What do you mean that in order to get the note to play well you need 41mm blow?  Do you mean repetition, or do you mean regulation?  Did the piano regulate properly before you changed the action parts?  A Steinway D should regulate at 48 mm.  Forty-one mm is too short a blow for that piano.  What is the dip?  It should be 10 - 10.5 mm.  Rotation of the wippen rail can be checked by measuring the spread between the hammer flange center pin and the wippen flange center pin.  It should be 112.75 mm (4 7/16"), for a Hamburg.  If it's less than that you can shim the top of the whippen flange out to increase the spread.  Before I went plugging holes in the hammers and redrilling, I would make sure that you have all the other regulation specs in order.  If you measured a 2" bore and that's what you have, then I would check everything else before I reduced the bore to by that much.  Sometimes plate elevations are set wrong and sometimes the stack is set too low.  I would take a few extra hammers from an old set bored at 48 mm and experiment with changing the stack position.  Raise the stack using some metal washers to the standard bore dimension and see where the convergence lines fall when the action is regulated.  While your at it, check the articles that appeared in the journal a few years back on action elevations by Bob Hohf.
 
Should you decide to plug and redrill, then plugging with a dowel, or hammer shank will work fine.   
  
David Love
davidlovepianos@earthlink.net


----- Original Message ----- 
From: Bob Hull 
To: Pianotech
Sent: 8/19/2003 10:34:36 PM 
Subject: Re: overcentering justified?




Roger Jolly <roger.j@sasktel.net> wrote: 

6. Finally on Steinway's. Is the wippen rail slightly rotated? I have 
shimmed quite a few sets of flanges to correct this, to restore the magic 
line, and action spread.  

PS I don't know if hammer rake has been mentioned, but over centering is a 
no,no, with a new set of hammers period.
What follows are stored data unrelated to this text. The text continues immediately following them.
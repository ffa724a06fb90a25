mod analyze;
mod article;
mod cache;
mod cli;
mod config;
mod error;
mod extract;
mod report;
mod service;
mod types;

use crate::analyze::necessity::{necessity_map, NECESSITY_MATRIX_VERSION};
use crate::article::Article;
use crate::error::JudgeError;
use crate::types::config::JudgeConfig;
use crate::types::scoring::{Intent, Mode};
use clap::Parser;
use std::path::Path;
use tracing::{info, warn};
use tracing_subscriber::{fmt, EnvFilter};

pub mod exit_code {
    pub const SUCCESS: i32 = 0;
    pub const WARNINGS: i32 = 1;
    pub const RUNTIME_FAILURE: i32 = 3;
}

fn init_tracing(verbose: u8, quiet: bool) {
    let level = if quiet {
        "error"
    } else {
        match verbose {
            0 => "warn",
            1 => "info",
            _ => "debug",
        }
    };
    let filter = EnvFilter::try_from_env("RUST_LOG").unwrap_or_else(|_| EnvFilter::new(level));
    fmt()
        .with_env_filter(filter)
        .with_target(false)
        .with_writer(std::io::stderr)
        .init();
}

fn mode_from(arg: cli::ModeArg) -> Mode {
    match arg {
        cli::ModeArg::EditorsBench => Mode::EditorsBench,
        cli::ModeArg::IntentAccrual => Mode::IntentAccrual,
    }
}

fn intent_from(arg: cli::IntentArg) -> Intent {
    match arg {
        cli::IntentArg::HardNews => Intent::HardNews,
        cli::IntentArg::Explainer => Intent::Explainer,
        cli::IntentArg::Opinion => Intent::Opinion,
        cli::IntentArg::Brief => Intent::Brief,
        cli::IntentArg::Feature => Intent::Feature,
        cli::IntentArg::LiveBlog => Intent::LiveBlog,
    }
}

fn load_input(path: &Path) -> Result<Article, JudgeError> {
    if path.as_os_str() == "-" {
        article::read_article(std::io::stdin().lock())
    } else {
        article::load_article(path)
    }
}

fn apply_overrides(article: &mut Article, overrides: &cli::MetaOverrides) {
    for (slot, value) in [
        (&mut article.title, &overrides.title),
        (&mut article.author, &overrides.author),
        (&mut article.thumbnail, &overrides.thumbnail),
        (&mut article.url, &overrides.url),
    ] {
        if value.is_some() {
            slot.clone_from(value);
        }
    }
}

fn run() -> Result<i32, JudgeError> {
    let cli = cli::Cli::parse();
    init_tracing(cli.verbose, cli.quiet);

    let loaded = config::load_config(&cli.config_root)?;
    if loaded.is_none() {
        warn!(
            root = %cli.config_root.display(),
            "no {} found; using defaults",
            config::DEFAULT_CONFIG_FILE
        );
    }
    let settings = loaded
        .as_ref()
        .map(JudgeConfig::engine_settings)
        .unwrap_or_default();

    match cli.command {
        cli::Commands::Analyze(cmd) => {
            let analyzer =
                service::Analyzer::from_config(loaded.as_ref(), &cli.config_root, !cmd.no_cache);
            let mode = mode_from(cmd.mode);
            let output_format = match cmd.format {
                cli::ReportFormat::Json => report::OutputFormat::Json,
                cli::ReportFormat::Md => report::OutputFormat::Md,
                cli::ReportFormat::Summary => report::OutputFormat::Summary,
            };

            let mut unavailable = 0;
            let rendered = if cmd.path.is_dir() {
                let mut responses = Vec::new();
                for path in article::discover_articles(&cmd.path) {
                    let mut article = match article::load_article(&path) {
                        Ok(article) => article,
                        Err(JudgeError::ArticleUnavailable(reason)) => {
                            warn!(path = %path.display(), %reason, "skipping article");
                            unavailable += 1;
                            continue;
                        }
                        Err(err) => return Err(err),
                    };
                    apply_overrides(&mut article, &cmd.overrides);
                    responses.push(analyzer.analyze(&article, mode, cmd.force)?);
                }
                if responses.is_empty() {
                    return Err(JudgeError::ArticleUnavailable(format!(
                        "no readable articles under {}",
                        cmd.path.display()
                    )));
                }
                info!(
                    analyzed = responses.len(),
                    skipped = unavailable,
                    "batch complete"
                );
                report::render_batch(&responses, output_format)?
            } else {
                let mut article = load_input(&cmd.path)?;
                apply_overrides(&mut article, &cmd.overrides);
                let response = analyzer.analyze(&article, mode, cmd.force)?;
                report::render(&response, output_format)?
            };

            match &cmd.output {
                Some(path) => {
                    std::fs::write(path, format!("{rendered}\n"))?;
                    info!(path = %path.display(), "report written");
                }
                None => println!("{rendered}"),
            }

            if unavailable > 0 {
                Ok(exit_code::WARNINGS)
            } else {
                Ok(exit_code::SUCCESS)
            }
        }
        cli::Commands::Classify(cmd) => {
            let mut article = load_input(&cmd.path)?;
            if cmd.title.is_some() {
                article.title = cmd.title;
            }
            let doc = extract::text::Document::parse(&article.text);
            let intent = analyze::intent::classify(&article, &doc, settings.default_intent);
            println!("{intent}");
            Ok(exit_code::SUCCESS)
        }
        cli::Commands::Weights(cmd) => {
            let intents = match cmd.intent {
                Some(intent) => vec![intent_from(intent)],
                None => Intent::ALL.to_vec(),
            };
            let rows = intents
                .into_iter()
                .map(|intent| Ok((intent, necessity_map(intent, &settings.overrides)?)))
                .collect::<Result<Vec<_>, JudgeError>>()?;

            if cmd.json {
                let weights = rows
                    .iter()
                    .map(|(intent, map)| Ok((intent.as_str().to_string(), serde_json::to_value(map)?)))
                    .collect::<Result<serde_json::Map<_, _>, JudgeError>>()?;
                let payload = serde_json::json!({
                    "version": NECESSITY_MATRIX_VERSION,
                    "weights": weights,
                });
                println!("{}", serde_json::to_string_pretty(&payload)?);
            } else {
                println!("necessity matrix {NECESSITY_MATRIX_VERSION}\n");
                print!("{}", report::md::necessity_table(&rows));
            }
            Ok(exit_code::SUCCESS)
        }
        cli::Commands::Explain(cmd) => {
            print!("{}", report::md::explain(mode_from(cmd.mode), &settings.params));
            Ok(exit_code::SUCCESS)
        }
        cli::Commands::Cache(cmd) => match cmd.action {
            cli::CacheAction::Clear => {
                let dir = loaded
                    .clone()
                    .unwrap_or_default()
                    .cache_dir(&cli.config_root);
                let removed = cache::AnalysisCache::new(dir).clear()?;
                println!("removed {removed} cached result(s)");
                Ok(exit_code::SUCCESS)
            }
        },
    }
}

fn main() {
    match run() {
        Ok(code) => {
            if code != 0 {
                std::process::exit(code);
            }
        }
        Err(e) => {
            eprintln!("error: {}", e);
            std::process::exit(exit_code::RUNTIME_FAILURE);
        }
    }
}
Slight under centering, you can 
always file or play in, to fit. 

Regards Roger 


Thanks, Roger for these comments.  I wanted to let you know and also, David and Ed, what I observed today when I was back at this piano.  
These strings do rise toward the bridge.  Maybe about 3 degrees of rise - but I'm not sure if I measured that accurately.  However, I know that the hammer shank should match that amount of rise upon contact with the string so I put a little line level on the shank.
On some of the old hammers the wear is significant so I had to guess about how much more hammer there would have been when it was new.  The holes I have already bored, unfortunately, are probably making the hammer "too long" and undercentering.  The bore distance I used was the result of doing the simple math: subtracting the heighth of the hammer flange center pin from the string height ( and not accounting for a rising string). 
I don't think that there is enough said about that kind of potential error.  
Tomorrow, I want to plug a couple of these long bored hammers and rebore them at the distance of 48 mm like the old ones.(Instead of the 2 inch bore)  Then, I will try those on the piano before I do the rest.  Is this a smart approach?  I tried regulating (aftertouch priority method) the long bored hammers  and their new shanks but to get a note to play really well, a real short blow was required, like 41 mm.
The plugs will need to be end grain on the side, true?  What is the best way to make those?  A hardwood dowel would have incorrect grain orientation I think.  
Can you visually detect rotation in a wippen rail?